What does it mean by "document type does not allow element "input" here; missing one of "p", "h1", "h2", "h3", "h4", "h5", "h6", "div", "pre", "address", "fieldset", "ins", "del" start-tag." ?


```
<div id="subscription"><form method="post" action="checkMail.php"><input class="address" type="text" name="email" size="20" /> <input class="submit_it" type="submit"  value="" /></form>
```
Thanks


----------



## tomdkat (May 6, 2006)

Could you post a link to the validation error? Without seeing any context of the error, namely the highlighted area of HTML, I'm thinking the validator wants or expects an element of the specified type to precede the "input" tag.

What DOCTYPE are you using?

EDIT: Here is a XHTML form that validates:

```
<!DOCTYPE html PUBLIC "-//W3C//DTD XHTML 1.0 Transitional//EN" "http://www.w3.org/TR/xhtml1/DTD/xhtml1-transitional.dtd">
<html xmlns="http://www.w3.org/1999/xhtml">
<head>
  <meta content="text/html; charset=ISO-8859-1"
 http-equiv="content-type" />
  <title>XHTML Form</title>
</head>
<body>
<form method="post" action="submit.pl"><input
 size="20" name="address" /><br />
  <input value="submit" type="submit" /></form>
<br />
<form method="post" action="checkMail.php"><input
 class="address" name="email" size="20" type="text" />
  <input class="submit_it" value="" type="submit" /></form>
</body>
</html>
```
Peace...


----------



## skyhigh007 (Jun 17, 2004)

Here is the link Here


----------



## Eriksrocks (Aug 7, 2005)

tomdkat said:


> EDIT: Here is a XHTML form that validates:


But it doesn't validate against XHTML Scrict, the DOCTYPE being used in the page in question (although you wouldn't have known that because you posted before the link was posted). 
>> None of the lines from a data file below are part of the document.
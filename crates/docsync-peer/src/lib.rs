//! The docsync gossip protocol peer.
//!
//! `SimpleClient` wraps a `docsync_core::Document` with a `Transport` and
//! implements the five-message wire protocol in `message`. It has no
//! networking of its own: callers supply a `Transport` (typically
//! `docsync_transport::LoopbackTransport` for in-process use, or their own
//! implementation for a real deployment).

pub mod client;
pub mod message;

pub use client::{run_to_quiescence, PromoteError, SimpleClient};
pub use message::{PUBLISH_HISTORY, PUBLISH_TIP, REQUEST_HISTORY, REQUEST_TIP};
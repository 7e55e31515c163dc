//! Wire message type tags and constructors (spec.md §4.6, §6).

pub const REQUEST_TIP: &str = "01-request-tip";
pub const PUBLISH_TIP: &str = "01-publish-tip";
pub const REQUEST_HISTORY: &str = "01-request-history";
pub const PUBLISH_HISTORY: &str = "01-publish-history";

use docsync_core::{Event, Hash};
use serde_json::{json, Value};

pub fn request_tip() -> Value {
    json!({"type": REQUEST_TIP})
}

pub fn publish_tip(tip: Option<Hash>) -> Value {
    json!({
        "type": PUBLISH_TIP,
        "tip_hash": tip.map(|h| h.to_hex()).unwrap_or_default(),
    })
}

pub fn request_history() -> Value {
    json!({"type": REQUEST_HISTORY})
}

pub fn publish_history_not_found() -> Value {
    json!({"type": PUBLISH_HISTORY, "tip_hash": "", "error": "not-found"})
}

pub fn publish_history_root_not_found(tip: Hash) -> Value {
    json!({"type": PUBLISH_HISTORY, "tip_hash": tip.to_hex(), "error": "root-not-found"})
}

pub fn publish_history_ok(tip: Hash, chain: &[Event]) -> Value {
    json!({
        "type": PUBLISH_HISTORY,
        "tip_hash": tip.to_hex(),
        "history": chain,
    })
}
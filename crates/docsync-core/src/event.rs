//! The content-addressed event model (spec.md §3, §4.3).

use serde::{Deserialize, Serialize};
use serde_json::Map;
use thiserror::Error;

use crate::hash::{hash, Hash, ROOT_PARENT};
use crate::json::{path_from_json, Json, Path};
use crate::state::{Primitive, State, StateError};

/// Event arguments: always a JSON object (handler-specific keys).
pub type Args = Map<String, Json>;

/// An immutable-by-convention, content-addressed mutation record.
///
/// Identity is the hash of the canonical `(parent, handler, args)` tuple —
/// no timestamps, no author. Field order matters: this struct's
/// `Serialize` derive emits fields in declaration order (`parent`,
/// `handler`, `args`), which is the canonical wire/hash form fixed by
/// spec.md §6, not the alphabetically-sorted order `Json`'s `BTreeMap`
/// objects otherwise get.
#[derive(Clone, Debug, PartialEq, Serialize, Deserialize)]
pub struct Event {
    /// Hash of the parent event, or `""` for a root event.
    pub parent: String,
    pub handler: String,
    pub args: Args,
}

/// Errors deriving primitives from an event's arguments (spec.md §4.3, §7).
#[derive(Debug, Error, PartialEq, Eq)]
pub enum EventError {
    #[error("No path provided")]
    NoPath,
    #[error("Bad path")]
    BadPath,
    #[error("No value provided")]
    NoValue,
    #[error("unknown handler: '{0}'")]
    UnknownHandler(String),
}

/// Errors applying an event directly to a `State` (get-primitives, then apply).
#[derive(Debug, Error)]
pub enum ApplyError {
    #[error(transparent)]
    Event(#[from] EventError),
    #[error(transparent)]
    State(#[from] StateError),
}

impl Event {
    /// A new root event with the given handler and empty arguments.
    pub fn new(handler: impl Into<String>) -> Self {
        Self {
            parent: ROOT_PARENT.to_string(),
            handler: handler.into(),
            args: Map::new(),
        }
    }

    /// Whether this event has no parent (is a chain root).
    pub fn is_root(&self) -> bool {
        self.parent == ROOT_PARENT
    }

    /// Set this event's parent to `other`'s hash.
    pub fn set_parent(&mut self, other: &Event) -> serde_json::Result<()> {
        self.parent = other.hash()?.to_hex();
        Ok(())
    }

    /// The content hash of this event's canonical `(parent, handler, args)` form.
    pub fn hash(&self) -> serde_json::Result<Hash> {
        hash(self)
    }

    /// Derive the primitives this event produces, per its handler.
    ///
    /// Base handlers:
    /// - `SET`: requires `args.path` (a JSON array) and `args.value`; emits one `Set`.
    /// - `DELETE`: requires `args.path`; emits one `Delete`.
    ///
    /// Any other handler is rejected — the base protocol's dispatch is a
    /// closed set, not an open registry (spec.md §9).
    pub fn get_primitives(&self) -> Result<Vec<Primitive>, EventError> {
        match self.handler.as_str() {
            "SET" => {
                let path = self.get_path()?;
                let value = self.args.get("value").cloned().ok_or(EventError::NoValue)?;
                Ok(vec![Primitive::Set { path, value }])
            }
            "DELETE" => {
                let path = self.get_path()?;
                Ok(vec![Primitive::Delete { path }])
            }
            other => Err(EventError::UnknownHandler(other.to_string())),
        }
    }

    fn get_path(&self) -> Result<Path, EventError> {
        let raw = self.args.get("path").ok_or(EventError::NoPath)?;
        path_from_json(raw).map_err(|_| EventError::BadPath)
    }

    /// Derive this event's primitives and apply them to `state`, in order,
    /// failing fast on the first error.
    pub fn apply(&self, state: &mut State) -> Result<(), ApplyError> {
        for primitive in self.get_primitives()? {
            state.apply(&primitive)?;
        }
        Ok(())
    }
}

/// Build a `SET` event's arguments from a path and value, as used by the
/// `up` direction of the document converter (spec.md §6).
pub fn set_args(path: Path, value: Json) -> Args {
    let mut args = Map::new();
    args.insert("path".to_string(), crate::json::path_to_json(&path));
    args.insert("value".to_string(), value);
    args
}

/// Build a `DELETE` event's arguments from a path.
pub fn delete_args(path: Path) -> Args {
    let mut args = Map::new();
    args.insert("path".to_string(), crate::json::path_to_json(&path));
    args
}

#[cfg(test)]
mod tests {
    use super::*;
    use serde_json::json;

    #[test]
    fn root_event_has_empty_parent() {
        assert!(Event::new("SET").is_root());
    }

    #[test]
    fn hash_depends_only_on_parent_handler_args() {
        let a = Event::new("SET");
        let mut b = Event::new("SET");
        b.args.insert("extra".into(), json!(1));
        assert_ne!(a.hash().unwrap(), b.hash().unwrap());

        let c = Event::new("SET");
        assert_eq!(a.hash().unwrap(), c.hash().unwrap());
    }

    #[test]
    fn known_vector_matches_original_implementation() {
        // From original_source/djconvert/app/main_test.go
        let mut event = Event::new("SET");
        event.args = set_args(vec![], json!({"hello": "world"}));
        assert_eq!(
            event.hash().unwrap().to_hex(),
            "aa582b4df04ba01af5205e702d4d16ed0b2c0705"
        );
    }

    #[test]
    fn set_parent_chains_hashes() {
        let root = Event::new("root");
        let mut child = Event::new("child");
        child.set_parent(&root).unwrap();
        assert_eq!(child.parent, root.hash().unwrap().to_hex());
    }

    #[test]
    fn set_requires_path() {
        let mut event = Event::new("SET");
        event.args.insert("value".into(), json!("world"));
        assert_eq!(event.get_primitives().unwrap_err(), EventError::NoPath);
    }

    #[test]
    fn set_requires_array_path() {
        let mut event = Event::new("SET");
        event.args.insert("path".into(), json!(7));
        event.args.insert("value".into(), json!("world"));
        assert_eq!(event.get_primitives().unwrap_err(), EventError::BadPath);
    }

    #[test]
    fn set_requires_value() {
        let mut event = Event::new("SET");
        event.args.insert("path".into(), json!(["hello"]));
        assert_eq!(event.get_primitives().unwrap_err(), EventError::NoValue);
    }

    #[test]
    fn set_produces_one_set_primitive() {
        let mut event = Event::new("SET");
        event.args.insert("path".into(), json!(["hello"]));
        event.args.insert("value".into(), json!("world"));
        let primitives = event.get_primitives().unwrap();
        assert_eq!(
            primitives,
            vec![Primitive::Set {
                path: vec![crate::json::PathSegment::Key("hello".into())],
                value: json!("world"),
            }]
        );
    }

    #[test]
    fn delete_requires_path() {
        let event = Event::new("DELETE");
        assert_eq!(event.get_primitives().unwrap_err(), EventError::NoPath);
    }

    #[test]
    fn unknown_handler_is_rejected() {
        let event = Event::new("WIGGLE");
        assert_eq!(
            event.get_primitives().unwrap_err(),
            EventError::UnknownHandler("WIGGLE".to_string())
        );
    }

    #[test]
    fn apply_sets_state_directly() {
        let mut event = Event::new("SET");
        event.args = set_args(vec![], json!({"hello": "world"}));
        let mut state = State::new();
        event.apply(&mut state).unwrap();
        assert_eq!(state.export(), json!({"hello": "world"}));
    }

    #[test]
    fn apply_fails_fast_on_bad_primitives() {
        let event = Event::new("SET");
        let mut state = State::new();
        assert!(event.apply(&mut state).is_err());
    }

    #[test]
    fn apply_fails_on_unapplyable_primitive() {
        let mut event = Event::new("SET");
        event.args = set_args(
            vec![
                crate::json::PathSegment::Key("this".into()),
                crate::json::PathSegment::Key("that".into()),
            ],
            json!("the other thing"),
        );
        let mut state = State::new();
        assert!(event.apply(&mut state).is_err());
    }
}
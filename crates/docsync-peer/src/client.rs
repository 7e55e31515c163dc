//! `SimpleClient`: the protocol peer (spec.md §4.6).

use std::collections::VecDeque;
use std::sync::Arc;

use docsync_core::{Document, Event, GraphError, Hash, Primitive};
use docsync_transport::{Transport, TransportError};
use parking_lot::Mutex;
use serde_json::Value;
use thiserror::Error;
use tracing::{debug, warn};

use crate::message;

/// Failure modes of `promote` (spec.md §4.6, §7).
#[derive(Debug, Error)]
pub enum PromoteError {
    #[error("event could not be registered or replayed locally: {0}")]
    Goto(#[from] GraphError),
    #[error("local tip advanced but the group was not notified: {0}")]
    Publish(#[from] TransportError),
}

/// A peer in the docsync gossip protocol.
///
/// Owns a `Document` (event graph + replayed state) and a `Transport`.
/// The transport's receive callback only enqueues into this peer's inbox;
/// `drain_inbox` is what actually dispatches into `receive`. This keeps a
/// peer's own recursive protocol exchanges (e.g. `promote` triggering a
/// remote `request-history` that comes straight back to us) from ever
/// needing to re-enter a `SimpleClient` method while one is already on the
/// stack — the exchange is driven by repeated draining instead, matching
/// §5's single-threaded-per-peer model without requiring the peer itself
/// to be reentrant.
pub struct SimpleClient {
    document: Document,
    transport: Box<dyn Transport + Send>,
    primitive_callback: Option<Box<dyn FnMut(&Primitive) + Send>>,
    inbox: Arc<Mutex<VecDeque<Value>>>,
}

impl SimpleClient {
    pub fn new(mut transport: Box<dyn Transport + Send>) -> Self {
        let inbox = Arc::new(Mutex::new(VecDeque::new()));
        let sink = inbox.clone();
        transport.set_receive_callback(Box::new(move |msg| {
            sink.lock().push_back(msg);
        }));
        Self {
            document: Document::new(),
            transport,
            primitive_callback: None,
            inbox,
        }
    }

    /// Install the callback invoked, in order, for every primitive applied
    /// by a `goto` (replay or promotion). Replaces any previous callback.
    pub fn set_primitive_callback(&mut self, f: Box<dyn FnMut(&Primitive) + Send>) {
        self.primitive_callback = Some(f);
    }

    pub fn document(&self) -> &Document {
        &self.document
    }

    pub fn tip(&self) -> Option<Hash> {
        self.document.tip()
    }

    /// Connect the underlying transport and immediately request the
    /// group's tip, bootstrapping this peer's state (spec.md §4.6
    /// "Initial sync").
    pub fn connect(&mut self, addr: &str) -> Result<(), TransportError> {
        self.transport.connect(addr)?;
        self.request_tip()
    }

    pub fn request_tip(&self) -> Result<(), TransportError> {
        self.transport.publish(message::request_tip())
    }

    pub fn publish_tip(&self) -> Result<(), TransportError> {
        self.transport.publish(message::publish_tip(self.document.tip()))
    }

    pub fn request_history(&self) -> Result<(), TransportError> {
        self.transport.publish(message::request_history())
    }

    /// Publish the full chain from this peer's tip back to its root, or a
    /// protocol-level `error` field if the tip is empty or its chain
    /// cannot be located (spec.md §4.6).
    pub fn publish_history(&self) -> Result<(), TransportError> {
        let Some(tip) = self.document.tip() else {
            return self.transport.publish(message::publish_history_not_found());
        };
        match self.document.graph().chain_to(&tip) {
            Err(_) => self
                .transport
                .publish(message::publish_history_root_not_found(tip)),
            Ok(chain) => {
                let events: Vec<Event> = chain
                    .iter()
                    .map(|hash| {
                        self.document
                            .graph()
                            .get(hash)
                            .cloned()
                            .expect("hash came from this graph's own chain")
                    })
                    .collect();
                self.transport
                    .publish(message::publish_history_ok(tip, &events))
            }
        }
    }

    /// Register `event`, replay to it locally, and announce the result to
    /// the group. Aborts without side effects if `goto` fails; a failure
    /// to publish afterwards leaves the local tip advanced but the group
    /// unnotified (spec.md §4.6, §7 — a later `request-tip` reconverges).
    pub fn promote(&mut self, event: Event) -> Result<(), PromoteError> {
        let hash = self
            .document
            .register(event)
            .expect("Event serializes to JSON infallibly");
        self.goto_with_callback(hash)?;
        self.publish_tip()?;
        self.publish_history()?;
        Ok(())
    }

    fn goto_with_callback(&mut self, hash: Hash) -> Result<(), GraphError> {
        let primitive_callback = &mut self.primitive_callback;
        self.document.goto(hash, move |p| {
            if let Some(cb) = primitive_callback {
                cb(p);
            }
        })
    }

    /// Whether this peer has messages waiting to be dispatched.
    pub fn has_pending(&self) -> bool {
        !self.inbox.lock().is_empty()
    }

    /// Dispatch every message currently queued in this peer's inbox,
    /// draining it to empty. Returns the number of messages processed.
    ///
    /// Dispatching a message may itself `publish` (e.g. replying to a
    /// `request-tip`), which can enqueue new messages for *other* peers
    /// sharing the same transport — never for this peer, since a
    /// transport never delivers a publish back to its own publisher. A
    /// caller driving several peers to convergence should call
    /// `drain_inbox` on each in turn until none of them report more work.
    pub fn drain_inbox(&mut self) -> usize {
        let mut processed = 0;
        loop {
            let next = self.inbox.lock().pop_front();
            match next {
                Some(message) => {
                    self.receive(message);
                    processed += 1;
                }
                None => return processed,
            }
        }
    }

    /// Handle one inbound message. Never fails outright: malformed or
    /// unrecognized messages are logged and dropped (spec.md §4.6, §7).
    fn receive(&mut self, message: Value) {
        let Some(map) = message.as_object() else {
            debug!("Non-{} message", type_name(&message));
            return;
        };
        let Some(msg_type) = map.get("type").and_then(Value::as_str) else {
            debug!("Message with no 'type' param");
            return;
        };

        match msg_type {
            message::REQUEST_TIP => {
                if let Err(e) = self.publish_tip() {
                    warn!(error = %e, "failed to publish tip in response to request-tip");
                }
            }
            message::PUBLISH_TIP => self.handle_publish_tip(map),
            message::REQUEST_HISTORY => {
                if let Err(e) = self.publish_history() {
                    warn!(error = %e, "failed to publish history in response to request-history");
                }
            }
            message::PUBLISH_HISTORY => self.handle_publish_history(map),
            other => debug!("Unfamiliar message type: '{}'", other),
        }
    }

    fn handle_publish_tip(&mut self, map: &serde_json::Map<String, Value>) {
        let Some(tip_hash) = map.get("tip_hash").and_then(Value::as_str) else {
            debug!("Message with bad 'tip_hash' param");
            return;
        };
        let my_tip_hex = self.document.tip().map(|h| h.to_hex()).unwrap_or_default();
        if tip_hash == my_tip_hex {
            return;
        }
        if tip_hash.is_empty() {
            // Remote peer reports no tip of its own; nothing to adopt.
            return;
        }
        let Ok(remote_tip) = Hash::from_hex(tip_hash) else {
            debug!("Message with bad 'tip_hash' param");
            return;
        };
        if self.document.graph().contains(&remote_tip) {
            if let Err(e) = self.goto_with_callback(remote_tip) {
                debug!(error = %e, "failed to goto known remote tip");
            }
        } else if let Err(e) = self.request_history() {
            warn!(error = %e, "failed to request history after unknown tip");
        }
    }

    fn handle_publish_history(&mut self, map: &serde_json::Map<String, Value>) {
        if map.get("history").is_none() {
            if let Some(error) = map.get("error").and_then(Value::as_str) {
                debug!(error, "peer reported no history");
            } else {
                debug!("History message with bad 'history' param");
            }
            return;
        }
        let Some(history) = map.get("history").and_then(Value::as_array) else {
            debug!("History message with bad 'history' param");
            return;
        };
        let Some(tip_hash) = map.get("tip_hash").and_then(Value::as_str) else {
            debug!("Message with bad 'tip_hash' param");
            return;
        };

        let mut decoded = Vec::with_capacity(history.len());
        for raw in history {
            match serde_json::from_value::<Event>(raw.clone()) {
                Ok(event) => decoded.push(event),
                Err(e) => {
                    debug!("{}", e);
                    return;
                }
            }
        }

        for event in &decoded {
            match event.hash() {
                Ok(hash) => self.document.graph_mut().register(hash, event.clone()),
                Err(e) => debug!(error = %e, "failed to hash incoming history event"),
            }
        }

        let Ok(target) = Hash::from_hex(tip_hash) else {
            debug!("Message with bad 'tip_hash' param");
            return;
        };
        if !self.document.graph().contains(&target) {
            debug!("Unknown event {}", tip_hash);
            return;
        }
        if let Err(e) = self.goto_with_callback(target) {
            debug!(error = %e, "failed to goto published history tip");
        }
    }
}

/// Drain every peer's inbox repeatedly until none of them have
/// outstanding messages. Useful for driving a closed set of in-process
/// peers (tests, or a `LoopbackTransport`-based embedding) to a converged
/// state without manually interleaving `drain_inbox` calls.
pub fn run_to_quiescence(peers: &mut [&mut SimpleClient]) {
    loop {
        let mut progressed = false;
        for peer in peers.iter_mut() {
            if peer.drain_inbox() > 0 {
                progressed = true;
            }
        }
        if !progressed {
            return;
        }
    }
}

fn type_name(value: &Value) -> &'static str {
    match value {
        Value::Null => "null",
        Value::Bool(_) => "boolean",
        Value::Number(_) => "number",
        Value::String(_) => "string",
        Value::Array(_) => "array",
        Value::Object(_) => "object",
    }
}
I didn't know this before, but it turns out that in XHTML Strict you can't put fields directly within a tag. They must be nested within one of the tags listed in the error message ("p", "h1", "h2", "h3", "h4", "h5", "h6", "div", "pre", "address", "fieldset", "ins", "del"). 

So I'll demonstrate on tomdkat's example. If we were to just surround all of the input fields with a , and then surround the whole form with a :


```
<!DOCTYPE html PUBLIC "-//W3C//DTD XHTML 1.0 Strict//EN" "http://www.w3.org/TR/xhtml1/DTD/xhtml1-strict.dtd">
<html xmlns="http://www.w3.org/1999/xhtml">
<head>
<meta content="text/html; charset=ISO-8859-1" http-equiv="content-type" />
<title>XHTML Form</title>
</head>
<body>
[COLOR="Blue"][B]<div>[/B][/COLOR]
<form method="post" action="submit.pl">
[B][COLOR="Red"]<div>[/COLOR][/B]<input size="20" name="address" /><br />
<input value="submit" type="submit" />[COLOR="Red"][B]</div>[/B][/COLOR]</form>
<form method="post" action="checkMail.php">
[COLOR="Red"][B]<div>[/B][/COLOR]
<input class="address" name="email" size="20" type="text" />
<input class="submit_it" value="" type="submit" />[COLOR="Red"][B]</div>[/B][/COLOR]</form>
[COLOR="Blue"][B]</div>[/B][/COLOR]
</body>
</html>
```
It validates perfectly! 

Alternately you could use fieldsets, paragraphs, etc. as your containers instead of divs.


----------



## tomdkat (May 6, 2006)

Eriksrocks said:


> But it doesn't validate against XHTML Scrict, the DOCTYPE being used in the page in question (although you wouldn't have known that because you posted before the link was posted).


 



> I didn't know this before, but it turns out that in XHTML Strict you can't put fields directly within a tag. They must be nested within one of the tags listed in the error message ("p", "h1", "h2", "h3", "h4", "h5", "h6", "div", "pre", "address", "fieldset", "ins", "del").


Here is the explanation from the validator:


> The mentioned element is not allowed to appear in the context in which you've placed it; the other mentioned elements are the only ones that are both allowed there and can contain the element mentioned. This might mean that you need a containing element, or possibly that you've forgotten to close a previous element.
> 
> *One possible cause for this message is that you have attempted to put a block-level element (such as "
> 
> ...




This leads me to think the "form" element isn't a block-level element. Does anyone know what kind of element "form" is in XHTML?



> So I'll demonstrate on tomdkat's example. If we were to just surround all of the input fields with a , and then surround the whole form with a :





> It validates perfectly!
> 
> Alternately you could use fieldsets, paragraphs, etc. as your containers instead of divs.



Great work! :up:

Peace...


----------



## Eriksrocks (Aug 7, 2005)

tomdkat said:


> > *One possible cause for this message is that you have attempted to put a block-level element (such as "
> >
> > " or "
> >
> ...





I'm guessing it has to be a block-level element, otherwise you would receive validation errors when placing a inside of a (block-level inside inline element), which obviously you don't.


----------



## tomdkat (May 6, 2006)

If that's the case, then having an input element inside the form element should work since form is already a block-level element. Unless a form is neither a "block-level" or an "inline-level" element.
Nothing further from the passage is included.